Because it's more secure than the default of allowing root logins with password remotely. But forget it, it's not entirely ontopic, as I'd partially misread what you'd said.
That is a choice I got in PAM, sssd offers no choice.
Still, I don't see how the above somehow documents sssd's "no root login whatsoever" policy. The docs actually hints the opposite: filter_users, filter_groups (string) Exclude certain users from being fetched from the sss NSS database. This is particularly useful for system accounts. This option can also be set per-domain or include fully-qualified names to filter only users from the particular domain. Default: root
This make me think I only have to add an empty filter_users to allow root
Sure, the documentation encouragages you to think you could disable it, and if that's not the case, it's a flaw in the documentation.

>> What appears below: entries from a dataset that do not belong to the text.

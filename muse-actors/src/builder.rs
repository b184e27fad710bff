use crate::actor::{spawn_actor_with_shutdown, Actor, ActorHandle, Addr};
use crate::system::{ActorSystem, ShutdownHandle};
use anyhow::Result;
use std::collections::HashMap;

/// Spawns actors, publishes their typed addresses by name, and keeps the
/// system together until shutdown. Wiring here is static: every actor's
/// dependencies exist before the actor is spawned.
pub struct Builder {
    sys: ActorSystem,
    addrs: HashMap<String, Box<dyn std::any::Any + Send + Sync>>,
}

impl Default for Builder {
    fn default() -> Self {
        Self::new()
    }
}

impl Builder {
    pub fn new() -> Self {
        Self {
            sys: ActorSystem::new(),
            addrs: HashMap::new(),
        }
    }

    pub fn shutdown_handle(&self) -> ShutdownHandle {
        self.sys.shutdown_handle()
    }

    /// Spawn an actor, track its task, and publish its `Addr` under `name`.
    pub fn spawn<A>(&mut self, name: &str, mailbox: usize, actor: A) -> &mut Self
    where
        A: Actor,
        A::Msg: Send + 'static,
        Addr<A>: Clone + Send + Sync + 'static,
    {
        let shutdown_rx = self.sys.shutdown_notifier();
        let h: ActorHandle<A> = spawn_actor_with_shutdown(actor, mailbox, Some(shutdown_rx));
        let addr = h.addr.clone();
        self.sys.track(async move {
            h.task.await??;
            Ok(())
        });
        self.addrs.insert(name.to_string(), Box::new(addr));
        self
    }

    /// Get a typed address by name for wiring.
    pub fn addr<A: Actor>(&self, name: &str) -> Option<Addr<A>>
    where
        Addr<A>: Clone + 'static,
    {
        self.addrs
            .get(name)
            .and_then(|b| b.downcast_ref::<Addr<A>>().cloned())
    }

    pub async fn graceful_shutdown(self) -> Result<()> {
        self.sys.graceful_shutdown().await
    }

    /// Block until CTRL-C or an internal shutdown signal, then perform a
    /// graceful global shutdown.
    pub async fn run_until_ctrl_c(mut self) -> Result<()> {
        let mut shutdown_rx = self.sys.shutdown_notifier();
        tokio::select! {
            _ = tokio::signal::ctrl_c() => {}
            _ = async {
                let _ = shutdown_rx.recv().await;
            } => {}
        }
        // Drop published addresses so actor mailboxes close.
        self.addrs.clear();
        self.sys.graceful_shutdown().await
    }
}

Maybe you've got a point that sssd should allow this unusual setup.
SSSD is designed to protect you from yourself. First of all, let's be clear: SSSD is a daemon and despite our best efforts, a daemon can fail. If you cannot log in as root using only the /etc/passwd and /etc/shadow files, it is *impossible* to restart SSSD or get your system back.
Without root in /etc/passwd and /etc/shadow, you also cannot start your system in single-user mode to deal with critical system failures, because SSSD would not have been started.
Because of those two *absolutely critical* situations, we expressly designed SSSD to ignore requests for UID 0. This fundamental decision is too ingrained to change at this point because it would require a major rewrite of nearly the entire code.
I have no regrets about this and no: we should not allow this unusual setup. The only thing that can possibly come out of this is tragedy.
If you want a remote "root" password, the much saner approach would be to create a central sudo rule allowing a user (or group of users) privilege to execute 'sudo su -' on all machines. Then you can simply log in as that user and trivially *become* root, without leaving all of your machines in a state that will inevitably lead to breakage.
On Thu, Sep 25, 2014 at 03:46:14PM +0200, Joakim Tjernlund wrote:
Still, I don't see how the above somehow documents sssd's "no root login whatsoever" policy. The docs actually hints the opposite: filter_users, filter_groups (string) Exclude certain users from being fetched from the sss NSS database. This is particularly useful for system accounts. This option can also be set per-domain or include fully-qualified names to filter only users from the particular domain. Default: root
This make me think I only have to add an empty filter_users to allow root
Jocke
You have a point about documenting us dropping root requests. Can you open a ticket upstream?